What is Plagiocephaly?
What is plagiocephaly?
In the 1990s, the United States began the “Back to Sleep” program to reduce the risk of SIDS (Sudden Infant Death Syndrome). This program has been very effective at saving lives and has reduced the incidence of SIDS. Unfortunately, we have learned that placing children on their backs can lead to positional deformities of the skull. Estimates are that 22% of children in the United States will develop some degree of abnormal skull molding.
As a pediatrician, I have learned to look for abnormal head shape, medically referred to as plagiocephaly. I frequently find children who have developed an asymmetrical flat area in the back of their head. This variation of plagiocephaly seems to be the most common. These flat areas result from simply laying a child on firm flat surfaces too often.
Often, cases of plagiocephaly are caused by a pulled or injured neck muscle. This muscular injury could occur in the womb, at delivery or anytime the child’s head is not well supported.
When an adult pulls a neck muscle they consciously attempt to stretch it out. When babies pull a neck muscle they choose to look the way that it does not hurt. As they keep their head turned they begin to develop an off-center flat spot on the back of their head. If not corrected this will worsen and begin to affect other areas of the skull. Given time, the muscular injury will get better but the abnormal head shape could last.
Therapy is centered around stretching out the pulled neck muscle to allow the head to rest in a more normal position. Breastfed infants are often forced to turn their heads both ways by feeding on both breasts. However, formula fed infants whose parent feed the same way are often not forced to turn their heads both ways.

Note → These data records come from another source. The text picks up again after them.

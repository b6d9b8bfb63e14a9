use axum::{
    Router,
    extract::{Path, Query, State},
    http::StatusCode,
    response::Json,
    routing::get,
};
use omdb_data::{
    DataError, InMemoryLocalDataSource, LocalDataSource, Movie, MovieDataRepository, MovieInfo,
    MovieRepository, OmdbClient, OmdbConfig, PostgresLocalDataSource, Search,
};
use serde::Deserialize;
use serde_json::{Value, json};
use std::sync::Arc;
use tower_http::{cors::CorsLayer, trace::TraceLayer};
use tracing::{error, info, warn};

use crate::config::Config;

type ApiError = (StatusCode, Json<Value>);
type ApiResult<T> = Result<Json<T>, ApiError>;

#[derive(Debug, Deserialize)]
pub struct MoviesQuery {
    pub query: String,
}

/// Shared handler state; the repository is built once at startup.
#[derive(Clone)]
pub struct AppState {
    pub repository: Arc<dyn MovieRepository>,
}

impl AppState {
    pub fn new(repository: Arc<dyn MovieRepository>) -> Self {
        Self { repository }
    }
}

/// Wire the local cache and the OMDb client into a single shared repository.
pub async fn create_app_state(config: &Config) -> omdb_data::Result<AppState> {
    let expiration = chrono::Duration::from_std(config.cache_expiration)
        .map_err(|e| DataError::Storage(format!("invalid cache expiration: {}", e)))?;

    let local: Arc<dyn LocalDataSource> = match &config.database_url {
        Some(database_url) => {
            info!("Using PostgreSQL movie cache");
            Arc::new(
                PostgresLocalDataSource::connect(database_url)
                    .await?
                    .with_expiration(expiration),
            )
        }
        None => {
            info!("Using in-memory movie cache");
            Arc::new(InMemoryLocalDataSource::new().with_expiration(expiration))
        }
    };

    let remote = Arc::new(OmdbClient::new(
        OmdbConfig::new(&config.omdb_api_key)
            .with_base_url(&config.omdb_base_url)
            .with_timeout(config.omdb_timeout),
    )?);

    Ok(AppState::new(Arc::new(MovieDataRepository::new(local, remote))))
}

fn data_error(context: &str, err: DataError) -> ApiError {
    let status = match &err {
        DataError::Fetch(_) => {
            warn!("{}: {}", context, err);
            StatusCode::BAD_GATEWAY
        }
        DataError::Storage(_) => {
            error!("{}: {}", context, err);
            StatusCode::INTERNAL_SERVER_ERROR
        }
    };

    (
        status,
        Json(json!({
            "error": context,
            "details": err.to_string()
        })),
    )
}

pub fn build_router(state: AppState) -> Router {
    Router::new()
        .route("/health", get(health_check))
        .route("/movies", get(get_movies))
        .route("/movies/{imdb_id}", get(get_movie_info))
        .route("/searches", get(get_all_queries))
        .route("/searches/last", get(get_last_search))
        .layer(CorsLayer::permissive())
        .layer(TraceLayer::new_for_http())
        .with_state(state)
}

async fn health_check() -> Json<Value> {
    Json(json!({
        "status": "healthy",
        "timestamp": chrono::Utc::now().to_rfc3339()
    }))
}

async fn get_movies(
    State(state): State<AppState>,
    Query(params): Query<MoviesQuery>,
) -> ApiResult<Vec<Movie>> {
    info!("Movies requested for '{}'", params.query);
    state
        .repository
        .get_movies(&params.query)
        .await
        .map(Json)
        .map_err(|e| data_error("Failed to load movies", e))
}

async fn get_movie_info(
    State(state): State<AppState>,
    Path(imdb_id): Path<String>,
) -> ApiResult<MovieInfo> {
    info!("Movie info requested for {}", imdb_id);
    state
        .repository
        .get_movie_info(&imdb_id)
        .await
        .map(Json)
        .map_err(|e| data_error("Failed to load movie info", e))
}

async fn get_last_search(State(state): State<AppState>) -> ApiResult<Search> {
    state
        .repository
        .get_last_search()
        .await
        .map(Json)
        .map_err(|e| data_error("Failed to load last search", e))
}

async fn get_all_queries(State(state): State<AppState>) -> ApiResult<Vec<String>> {
    state
        .repository
        .get_all_queries()
        .await
        .map(Json)
        .map_err(|e| data_error("Failed to load search history", e))
}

Addressing the issue at home
1.) Reverse how you feed your child. This is especially important for bottle fed children whose parents feed the same way. Simply by switching hands, you can begin to correct the problem.
2.) In most cases I recommend gentle stretches with every diaper change. The two preferred stretches are turning the head from side to side in a “no” pattern and from ear to shoulder. These stretches should not be forced. Stretches should be done when child is relaxed and happy.
3.) Minimize your child’s time in car seats, swings and other “containers.” When they are in their car seat, place your child’s car seat toys toward the side that you want him to look.
4.) When you place your child in his crib, orient him so that he is encouraged to stretch his neck. This orientation forces them to self-stretch if they want to see desired objects. Place them in the crib such that when he wants to turn and look at the middle of the room he will be stretching the damaged muscle.
5.) One of my boys had mild plagiocephaly due to a strained neck muscle. We saw the most improvement gently “bouncing” him around the house with his neck being stretched. When I held him I would gently turn his head while “bouncing” him for comfort.
When more intervention is needed
If home stretching fails, some children will need physical therapy.
After the neck musculature improves you usually see improvement in the child’s head shape. In some cases, the plagiocephaly does not improve on its own. A referral to a pediatric neurosurgeon should be made by 6 months of age if significant plagiocephaly continues. After an evaluation to rule out other abnormalities, the neurosurgeon may recommend the child wear a corrective helmet.
These helmets must be custom designed to “round out” a child’s head shape. Corrective helmets typically cost $2,000 to $3,000 and are typically not covered by insurance.
Often parents must weigh the cost of a helmet verses the likelihood of cosmetic deformity.